Именно тогда были опубликованы документы о Пугачевском и Разинском восстаниях и появились новые исследования на эту тему (следует вспомнить, что «История пугачевского бунта» А.С. Пушкина, которая увидела свет в 1834 г., оставалась к тому времени единственной работой о восстании). Пожалуй, первым сочинением из серии трудов о народных движениях, вышедших в 1850-е годы, была монография Н.И. Костомарова «Бунт Стеньки Разина» (1858). Кстати,

она была написана в Саратове, где ее автор в течение восьми лет, с июля 1848 г. по август 1856 г., отбывал ссылку, к которой был приговорен за участие в Кирилло-Мефодиевском обществе [1, с. 32].

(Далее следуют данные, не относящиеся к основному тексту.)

use quickcheck::{Arbitrary, Gen};

use crate::{generate_successors, winning_piece, Board, Coord, Piece, BOARD_SIZE};

/// A board reached by legal play from the empty board, together with the
/// piece whose turn it is. Nobody has won yet.
#[derive(Clone, Debug)]
pub struct Position {
    pub board: Board,
    pub to_move: Piece,
}

impl Arbitrary for Position {
    fn arbitrary(g: &mut Gen) -> Self {
        let plies = usize::arbitrary(g) % 21;
        let mut board = Board::new();
        let mut to_move = Piece::Black;
        for _ in 0..plies {
            // Winning moves are skipped so that the game is never over
            let candidates: Vec<_> = generate_successors(&board, to_move)
                .into_iter()
                .filter(|&mv| winning_piece(&board.with_move(mv, to_move)).is_none())
                .collect();
            let Some(&mv) = g.choose(&candidates) else {
                break;
            };
            board.apply(mv, to_move);
            to_move = to_move.opponent();
        }
        Position { board, to_move }
    }
}

impl Arbitrary for Board {
    fn arbitrary(g: &mut Gen) -> Self {
        Position::arbitrary(g).board
    }
}

impl Arbitrary for Piece {
    fn arbitrary(g: &mut Gen) -> Self {
        *g.choose(&[Piece::Black, Piece::Red]).unwrap()
    }
}

impl Arbitrary for Coord {
    fn arbitrary(g: &mut Gen) -> Self {
        Coord::new(u8::arbitrary(g) % BOARD_SIZE, u8::arbitrary(g) % BOARD_SIZE)
    }
}
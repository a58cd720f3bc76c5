use serde::{Deserialize, Serialize};

use crate::{CoordOutOfBounds, BOARD_SIZE};

/// A cell on the board, as zero-based `(row, col)`.
///
/// Both components are always in `0..BOARD_SIZE`.
#[derive(Copy, Clone, Debug, PartialEq, Eq, PartialOrd, Ord, Hash, Serialize, Deserialize)]
#[serde(try_from = "RawCoord")]
pub struct Coord {
    row: u8,
    col: u8,
}

/// Unchecked wire representation, validated on the way in.
#[derive(Deserialize)]
struct RawCoord {
    row: u8,
    col: u8,
}

impl Coord {
    /// Panics if the coordinate is off the board.
    pub fn new(row: u8, col: u8) -> Self {
        match Self::try_new(row, col) {
            Ok(coord) => coord,
            Err(err) => panic!("{}", err),
        }
    }

    pub fn try_new(row: u8, col: u8) -> Result<Self, CoordOutOfBounds> {
        if row < BOARD_SIZE && col < BOARD_SIZE {
            Ok(Self { row, col })
        } else {
            Err(CoordOutOfBounds { row, col })
        }
    }

    pub fn row(self) -> u8 {
        self.row
    }

    pub fn col(self) -> u8 {
        self.col
    }

    /// The cell at the given offset, or `None` if that is off the board.
    /// There is no wraparound.
    pub fn offset(self, d_row: i8, d_col: i8) -> Option<Coord> {
        let row = self.row.checked_add_signed(d_row)?;
        let col = self.col.checked_add_signed(d_col)?;
        Self::try_new(row, col).ok()
    }

    /// Chebyshev distance, i.e. the number of king steps from one cell to the other.
    pub fn distance(self, other: Coord) -> u8 {
        self.row
            .abs_diff(other.row)
            .max(self.col.abs_diff(other.col))
    }
}

impl TryFrom<RawCoord> for Coord {
    type Error = CoordOutOfBounds;

    fn try_from(raw: RawCoord) -> Result<Self, Self::Error> {
        Coord::try_new(raw.row, raw.col)
    }
}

В период пребывания в Саратове историк занимался не только изучением восстания Степана Разина. Его внимание привлекал и датой знаменитый бунт — Пугачевское восстание. Материалы о нем он собирал в Саратове одновременно с написанием монографии о Степане Разине. Но осуществить этот замысел можно было только при условии ознакомления с документами, которые хранились в столичных архивах. «Мне объявили, - пишет Костомаров, - что не дадут в архиве бумаг, будто бы они запечатаны, хотя я сам видел их распечатанными» [1, с. 32]. Он понял, что ему не удастся написать полноценный труд о Пугачевском восстании. Но Костомаров встретил в Саратове исследователя, который смог заняться изучением этой проблемы и написать в дальнейшем не одну, а несколько работ об эпохе пугачевщины. Это был Д.Л. Мордовцев, впоследствии очень известный журналист и историк.

Его знакомство с Костомаровым в Саратове произошло в то время, когда он начинал свою служебную карьеру и одновременно занимался литературным трудом, проявляя склонность к историческим исследованиям. Он не был саратовцем по рождению, но жил в городе с 14-летнего возраста, окончил здешнюю гимназию и после завершения курса в Петербургском университете снова вернулся сюда в 1854 г. [2, с. 33]. Тогда и состоялось его знакомство с Н.И. Костомаровым. Знаменитый историк оценил по достоинству талант и общественные взгляды Мордовцева и отдал ему документы о событиях Пугачевского восстания, собранные им во время пребывания в Саратове [1, с. 32]. Мордовцев с успехом использовал эти материалы для написания целой серии очерков и монографий. С его именем связаны значительные достижения в изучении этого сложнейшего явления русской истории. Правда, восстание под предводительством Пугачева не было единственной темой в его творчестве. Его исторические исследования, многочисленные историко-литературные произведения, публицистические очерки были широко известны русским читателям во второй половине XIX - начале XX в.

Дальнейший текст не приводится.